• [EXTRACTED DATA]
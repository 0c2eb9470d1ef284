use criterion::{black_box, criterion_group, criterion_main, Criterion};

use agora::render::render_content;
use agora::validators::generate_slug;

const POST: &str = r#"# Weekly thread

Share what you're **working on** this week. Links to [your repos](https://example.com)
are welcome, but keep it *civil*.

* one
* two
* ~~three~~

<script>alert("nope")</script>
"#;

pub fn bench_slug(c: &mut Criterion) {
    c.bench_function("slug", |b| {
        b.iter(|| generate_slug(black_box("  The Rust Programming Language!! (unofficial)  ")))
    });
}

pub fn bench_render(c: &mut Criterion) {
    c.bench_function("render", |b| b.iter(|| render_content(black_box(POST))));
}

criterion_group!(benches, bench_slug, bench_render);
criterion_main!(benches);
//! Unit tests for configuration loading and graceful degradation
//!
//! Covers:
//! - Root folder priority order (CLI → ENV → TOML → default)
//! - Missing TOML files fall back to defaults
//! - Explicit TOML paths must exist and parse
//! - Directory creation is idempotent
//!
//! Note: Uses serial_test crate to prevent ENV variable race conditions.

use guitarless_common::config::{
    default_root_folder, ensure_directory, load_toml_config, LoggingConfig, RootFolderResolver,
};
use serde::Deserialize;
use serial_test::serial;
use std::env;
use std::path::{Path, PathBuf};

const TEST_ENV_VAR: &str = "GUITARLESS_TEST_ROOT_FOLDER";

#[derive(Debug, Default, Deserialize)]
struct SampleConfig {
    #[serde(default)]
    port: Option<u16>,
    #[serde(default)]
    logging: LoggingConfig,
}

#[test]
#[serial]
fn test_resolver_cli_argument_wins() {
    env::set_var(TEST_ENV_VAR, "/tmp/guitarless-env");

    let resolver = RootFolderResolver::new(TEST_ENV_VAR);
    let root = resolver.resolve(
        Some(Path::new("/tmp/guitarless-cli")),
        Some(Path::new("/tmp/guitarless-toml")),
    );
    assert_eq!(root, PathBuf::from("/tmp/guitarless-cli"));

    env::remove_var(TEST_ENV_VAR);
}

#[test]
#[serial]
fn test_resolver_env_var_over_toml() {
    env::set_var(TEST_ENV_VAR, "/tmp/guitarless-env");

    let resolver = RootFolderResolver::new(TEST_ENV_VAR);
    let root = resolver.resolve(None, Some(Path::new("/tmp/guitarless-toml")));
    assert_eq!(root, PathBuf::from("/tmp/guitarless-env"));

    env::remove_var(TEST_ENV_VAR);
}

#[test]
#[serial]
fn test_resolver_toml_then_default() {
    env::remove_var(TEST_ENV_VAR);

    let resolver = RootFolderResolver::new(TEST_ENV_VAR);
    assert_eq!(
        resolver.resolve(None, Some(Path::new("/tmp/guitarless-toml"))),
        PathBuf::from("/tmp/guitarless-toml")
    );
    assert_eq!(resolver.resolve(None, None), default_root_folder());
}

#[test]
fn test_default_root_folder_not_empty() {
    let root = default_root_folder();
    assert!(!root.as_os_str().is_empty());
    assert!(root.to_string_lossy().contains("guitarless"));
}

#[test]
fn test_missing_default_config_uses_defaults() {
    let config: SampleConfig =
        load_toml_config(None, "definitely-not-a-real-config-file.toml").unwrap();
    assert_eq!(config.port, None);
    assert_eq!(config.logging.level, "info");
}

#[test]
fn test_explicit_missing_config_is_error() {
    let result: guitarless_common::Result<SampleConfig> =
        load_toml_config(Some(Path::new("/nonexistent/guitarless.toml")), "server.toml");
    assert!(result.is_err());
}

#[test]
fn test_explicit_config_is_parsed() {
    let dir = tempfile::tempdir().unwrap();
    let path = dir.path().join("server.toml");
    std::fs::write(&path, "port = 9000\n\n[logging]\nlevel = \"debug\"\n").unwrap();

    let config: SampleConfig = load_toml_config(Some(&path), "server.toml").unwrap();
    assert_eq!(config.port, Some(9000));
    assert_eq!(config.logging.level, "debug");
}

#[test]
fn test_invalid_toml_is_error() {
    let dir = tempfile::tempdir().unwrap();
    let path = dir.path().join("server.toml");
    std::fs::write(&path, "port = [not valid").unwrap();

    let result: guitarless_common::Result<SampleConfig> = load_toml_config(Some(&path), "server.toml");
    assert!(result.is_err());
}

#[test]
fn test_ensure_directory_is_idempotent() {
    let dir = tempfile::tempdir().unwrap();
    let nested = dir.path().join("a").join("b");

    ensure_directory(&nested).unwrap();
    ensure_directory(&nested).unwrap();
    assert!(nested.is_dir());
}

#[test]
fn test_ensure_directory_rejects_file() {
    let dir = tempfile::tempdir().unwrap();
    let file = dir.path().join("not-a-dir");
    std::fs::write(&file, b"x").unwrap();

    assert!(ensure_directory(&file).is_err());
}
* * *
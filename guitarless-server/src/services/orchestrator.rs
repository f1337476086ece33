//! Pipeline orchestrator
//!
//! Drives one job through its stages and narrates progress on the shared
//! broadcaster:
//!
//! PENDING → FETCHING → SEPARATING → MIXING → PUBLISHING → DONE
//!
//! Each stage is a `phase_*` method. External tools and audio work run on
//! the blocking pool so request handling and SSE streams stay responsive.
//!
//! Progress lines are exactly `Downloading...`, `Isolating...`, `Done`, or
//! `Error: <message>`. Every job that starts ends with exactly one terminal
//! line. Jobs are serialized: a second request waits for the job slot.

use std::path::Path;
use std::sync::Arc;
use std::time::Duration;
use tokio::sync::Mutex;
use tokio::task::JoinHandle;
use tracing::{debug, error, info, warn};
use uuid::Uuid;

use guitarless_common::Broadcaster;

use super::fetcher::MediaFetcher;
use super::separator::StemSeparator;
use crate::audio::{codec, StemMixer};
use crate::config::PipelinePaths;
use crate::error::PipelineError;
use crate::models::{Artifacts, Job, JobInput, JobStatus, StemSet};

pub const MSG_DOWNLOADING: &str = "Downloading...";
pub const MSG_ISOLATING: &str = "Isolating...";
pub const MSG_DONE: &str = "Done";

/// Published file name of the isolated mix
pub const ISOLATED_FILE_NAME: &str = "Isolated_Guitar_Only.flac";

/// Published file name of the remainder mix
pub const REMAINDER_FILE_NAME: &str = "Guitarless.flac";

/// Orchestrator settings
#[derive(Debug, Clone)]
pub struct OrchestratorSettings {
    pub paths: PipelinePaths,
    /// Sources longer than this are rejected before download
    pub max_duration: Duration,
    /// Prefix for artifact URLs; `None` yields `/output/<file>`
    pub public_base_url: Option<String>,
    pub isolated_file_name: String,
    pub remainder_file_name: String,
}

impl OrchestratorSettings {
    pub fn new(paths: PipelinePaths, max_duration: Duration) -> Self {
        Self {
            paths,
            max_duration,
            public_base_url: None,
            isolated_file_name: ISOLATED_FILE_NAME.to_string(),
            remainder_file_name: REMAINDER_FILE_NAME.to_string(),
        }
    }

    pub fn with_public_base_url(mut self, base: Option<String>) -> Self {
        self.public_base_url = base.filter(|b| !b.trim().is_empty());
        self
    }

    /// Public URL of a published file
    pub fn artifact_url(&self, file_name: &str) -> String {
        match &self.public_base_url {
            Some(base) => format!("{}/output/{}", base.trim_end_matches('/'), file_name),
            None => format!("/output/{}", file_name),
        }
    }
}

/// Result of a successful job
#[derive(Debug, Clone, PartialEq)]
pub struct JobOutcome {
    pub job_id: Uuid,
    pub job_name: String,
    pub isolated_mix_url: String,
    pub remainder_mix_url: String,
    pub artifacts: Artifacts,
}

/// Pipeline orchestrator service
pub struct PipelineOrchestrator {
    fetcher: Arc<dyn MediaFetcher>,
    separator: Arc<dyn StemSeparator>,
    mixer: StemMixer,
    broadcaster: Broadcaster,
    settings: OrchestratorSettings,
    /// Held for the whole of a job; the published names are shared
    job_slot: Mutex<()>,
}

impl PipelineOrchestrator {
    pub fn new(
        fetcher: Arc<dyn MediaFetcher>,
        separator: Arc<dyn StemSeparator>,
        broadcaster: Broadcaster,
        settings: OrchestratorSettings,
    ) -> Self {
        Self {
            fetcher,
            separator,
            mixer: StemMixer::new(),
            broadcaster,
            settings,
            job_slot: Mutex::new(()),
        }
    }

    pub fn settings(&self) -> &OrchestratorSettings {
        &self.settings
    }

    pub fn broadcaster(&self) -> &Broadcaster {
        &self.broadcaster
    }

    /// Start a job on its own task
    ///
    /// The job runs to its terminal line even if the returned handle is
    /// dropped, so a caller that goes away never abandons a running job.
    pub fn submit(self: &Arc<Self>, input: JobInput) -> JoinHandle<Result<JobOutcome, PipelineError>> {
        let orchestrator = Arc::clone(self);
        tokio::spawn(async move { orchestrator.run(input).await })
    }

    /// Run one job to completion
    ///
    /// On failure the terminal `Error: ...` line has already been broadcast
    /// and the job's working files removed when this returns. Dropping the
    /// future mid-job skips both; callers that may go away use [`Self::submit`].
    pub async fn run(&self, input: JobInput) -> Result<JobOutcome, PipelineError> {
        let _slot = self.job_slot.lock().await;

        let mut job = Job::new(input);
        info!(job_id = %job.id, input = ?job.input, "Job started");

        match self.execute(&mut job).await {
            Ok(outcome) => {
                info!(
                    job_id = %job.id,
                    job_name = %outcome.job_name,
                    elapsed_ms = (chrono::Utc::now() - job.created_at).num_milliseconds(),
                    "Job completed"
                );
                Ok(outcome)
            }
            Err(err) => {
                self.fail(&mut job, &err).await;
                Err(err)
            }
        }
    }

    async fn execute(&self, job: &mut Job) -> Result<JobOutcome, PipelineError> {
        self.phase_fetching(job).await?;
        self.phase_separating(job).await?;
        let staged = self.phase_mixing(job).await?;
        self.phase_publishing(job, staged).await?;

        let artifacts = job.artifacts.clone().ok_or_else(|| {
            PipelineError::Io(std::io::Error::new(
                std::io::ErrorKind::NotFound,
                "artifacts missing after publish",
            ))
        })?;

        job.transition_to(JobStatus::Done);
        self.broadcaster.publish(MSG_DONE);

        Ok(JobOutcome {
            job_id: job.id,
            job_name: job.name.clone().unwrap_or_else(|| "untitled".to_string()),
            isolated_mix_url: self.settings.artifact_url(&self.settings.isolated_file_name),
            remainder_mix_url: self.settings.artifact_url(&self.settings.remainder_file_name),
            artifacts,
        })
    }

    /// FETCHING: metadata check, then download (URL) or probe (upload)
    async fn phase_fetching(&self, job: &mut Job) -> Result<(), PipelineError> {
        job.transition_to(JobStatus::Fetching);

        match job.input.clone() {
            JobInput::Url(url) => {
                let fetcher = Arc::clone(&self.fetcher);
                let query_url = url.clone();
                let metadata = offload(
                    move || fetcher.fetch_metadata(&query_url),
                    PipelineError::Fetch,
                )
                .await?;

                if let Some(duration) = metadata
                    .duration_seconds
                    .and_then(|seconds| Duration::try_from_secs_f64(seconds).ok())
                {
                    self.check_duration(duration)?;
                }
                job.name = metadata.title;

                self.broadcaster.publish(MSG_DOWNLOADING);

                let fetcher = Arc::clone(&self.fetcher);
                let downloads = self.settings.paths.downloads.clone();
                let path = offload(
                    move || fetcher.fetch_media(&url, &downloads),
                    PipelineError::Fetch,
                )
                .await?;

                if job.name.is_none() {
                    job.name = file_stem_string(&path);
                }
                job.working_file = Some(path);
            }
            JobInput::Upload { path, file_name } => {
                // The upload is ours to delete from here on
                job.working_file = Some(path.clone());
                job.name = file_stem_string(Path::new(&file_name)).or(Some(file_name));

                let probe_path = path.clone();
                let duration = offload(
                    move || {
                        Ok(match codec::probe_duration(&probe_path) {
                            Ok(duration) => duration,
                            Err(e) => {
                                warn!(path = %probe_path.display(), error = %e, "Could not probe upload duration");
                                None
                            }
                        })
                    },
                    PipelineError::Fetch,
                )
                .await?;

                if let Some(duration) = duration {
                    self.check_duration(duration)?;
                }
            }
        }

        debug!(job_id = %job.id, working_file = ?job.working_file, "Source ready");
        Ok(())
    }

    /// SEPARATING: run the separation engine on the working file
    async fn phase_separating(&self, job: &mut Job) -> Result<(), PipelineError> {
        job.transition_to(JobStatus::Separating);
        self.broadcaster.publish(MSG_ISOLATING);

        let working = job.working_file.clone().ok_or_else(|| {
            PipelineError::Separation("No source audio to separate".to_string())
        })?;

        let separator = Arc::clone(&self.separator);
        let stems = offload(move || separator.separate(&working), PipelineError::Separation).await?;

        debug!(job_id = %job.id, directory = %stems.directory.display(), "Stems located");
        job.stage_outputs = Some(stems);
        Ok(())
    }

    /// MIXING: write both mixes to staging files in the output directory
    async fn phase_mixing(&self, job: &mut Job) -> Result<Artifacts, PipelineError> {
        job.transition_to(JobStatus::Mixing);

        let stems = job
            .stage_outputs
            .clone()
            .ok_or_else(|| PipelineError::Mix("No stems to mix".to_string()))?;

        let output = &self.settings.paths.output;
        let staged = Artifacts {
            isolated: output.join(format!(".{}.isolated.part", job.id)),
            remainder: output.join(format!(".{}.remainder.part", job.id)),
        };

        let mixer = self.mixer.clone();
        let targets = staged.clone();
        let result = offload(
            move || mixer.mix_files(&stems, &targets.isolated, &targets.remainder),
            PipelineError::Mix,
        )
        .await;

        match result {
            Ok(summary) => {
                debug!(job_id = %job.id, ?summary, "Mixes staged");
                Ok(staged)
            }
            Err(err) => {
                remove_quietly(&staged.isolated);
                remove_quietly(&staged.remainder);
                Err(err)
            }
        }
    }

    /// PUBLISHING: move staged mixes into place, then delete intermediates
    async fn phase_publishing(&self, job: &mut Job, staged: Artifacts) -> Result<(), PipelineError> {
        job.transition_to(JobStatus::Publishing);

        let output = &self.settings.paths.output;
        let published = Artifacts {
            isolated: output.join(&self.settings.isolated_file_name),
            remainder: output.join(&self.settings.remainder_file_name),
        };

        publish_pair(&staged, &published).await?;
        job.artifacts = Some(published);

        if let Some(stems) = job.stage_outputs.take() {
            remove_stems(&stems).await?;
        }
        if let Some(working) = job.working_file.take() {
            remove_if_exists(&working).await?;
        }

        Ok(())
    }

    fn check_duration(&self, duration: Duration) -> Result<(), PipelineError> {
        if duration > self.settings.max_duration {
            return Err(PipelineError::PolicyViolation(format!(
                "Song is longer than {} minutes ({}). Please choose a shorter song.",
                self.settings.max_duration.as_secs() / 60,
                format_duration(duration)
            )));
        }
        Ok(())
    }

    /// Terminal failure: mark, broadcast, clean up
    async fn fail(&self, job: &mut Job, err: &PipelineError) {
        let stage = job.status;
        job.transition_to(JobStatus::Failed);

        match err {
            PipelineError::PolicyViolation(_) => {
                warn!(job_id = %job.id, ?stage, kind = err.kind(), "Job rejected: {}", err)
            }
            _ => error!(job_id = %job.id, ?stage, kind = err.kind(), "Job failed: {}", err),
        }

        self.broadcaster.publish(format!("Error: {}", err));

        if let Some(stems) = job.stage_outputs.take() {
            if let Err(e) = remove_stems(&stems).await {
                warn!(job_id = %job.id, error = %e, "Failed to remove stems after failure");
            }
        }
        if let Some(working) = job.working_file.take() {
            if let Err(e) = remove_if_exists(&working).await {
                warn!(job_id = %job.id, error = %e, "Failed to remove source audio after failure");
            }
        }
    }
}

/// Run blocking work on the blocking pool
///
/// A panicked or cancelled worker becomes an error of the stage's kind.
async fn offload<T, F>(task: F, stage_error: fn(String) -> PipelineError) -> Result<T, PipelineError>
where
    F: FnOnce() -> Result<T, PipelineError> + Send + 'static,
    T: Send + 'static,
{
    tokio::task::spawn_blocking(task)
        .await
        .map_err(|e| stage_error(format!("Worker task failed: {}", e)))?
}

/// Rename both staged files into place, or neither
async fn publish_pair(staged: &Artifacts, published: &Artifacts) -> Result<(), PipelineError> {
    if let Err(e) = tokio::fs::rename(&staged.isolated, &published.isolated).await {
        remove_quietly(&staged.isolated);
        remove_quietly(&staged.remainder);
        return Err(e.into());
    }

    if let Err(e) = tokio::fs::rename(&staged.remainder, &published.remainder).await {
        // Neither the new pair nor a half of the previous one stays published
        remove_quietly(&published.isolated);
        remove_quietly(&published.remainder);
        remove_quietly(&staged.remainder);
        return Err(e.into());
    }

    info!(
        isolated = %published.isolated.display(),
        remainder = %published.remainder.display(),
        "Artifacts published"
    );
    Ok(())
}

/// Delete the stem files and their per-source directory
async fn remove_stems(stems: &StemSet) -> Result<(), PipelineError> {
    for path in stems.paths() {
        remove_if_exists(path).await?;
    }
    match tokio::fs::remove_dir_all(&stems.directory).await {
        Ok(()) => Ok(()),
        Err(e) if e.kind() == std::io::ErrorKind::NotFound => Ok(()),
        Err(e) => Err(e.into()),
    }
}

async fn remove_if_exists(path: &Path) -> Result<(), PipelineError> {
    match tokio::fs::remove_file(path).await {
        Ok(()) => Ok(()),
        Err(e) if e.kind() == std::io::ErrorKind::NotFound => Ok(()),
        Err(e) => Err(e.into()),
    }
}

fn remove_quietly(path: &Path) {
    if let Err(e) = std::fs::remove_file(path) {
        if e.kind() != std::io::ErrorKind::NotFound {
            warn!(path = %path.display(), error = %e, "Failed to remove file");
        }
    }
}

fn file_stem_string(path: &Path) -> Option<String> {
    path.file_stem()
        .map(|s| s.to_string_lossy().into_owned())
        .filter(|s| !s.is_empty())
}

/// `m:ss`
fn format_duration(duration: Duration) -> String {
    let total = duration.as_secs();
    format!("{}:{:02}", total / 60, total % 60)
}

• [WORK TASK]
Within the listing above, the range opens at the line with "#[derive(Debug, Clone)]" and closes at the line with "pub fn with_public_base_url(mut". Reproduce exactly the lines of that range, including both ends.

• [RESPONSE BOX]
#[derive(Debug, Clone)]
pub struct OrchestratorSettings {
    pub paths: PipelinePaths,
    /// Sources longer than this are rejected before download
    pub max_duration: Duration,
    /// Prefix for artifact URLs; `None` yields `/output/<file>`
    pub public_base_url: Option<String>,
    pub isolated_file_name: String,
    pub remainder_file_name: String,
}

impl OrchestratorSettings {
    pub fn new(paths: PipelinePaths, max_duration: Duration) -> Self {
        Self {
            paths,
            max_duration,
            public_base_url: None,
            isolated_file_name: ISOLATED_FILE_NAME.to_string(),
            remainder_file_name: REMAINDER_FILE_NAME.to_string(),
        }
    }

    pub fn with_public_base_url(mut self, base: Option<String>) -> Self {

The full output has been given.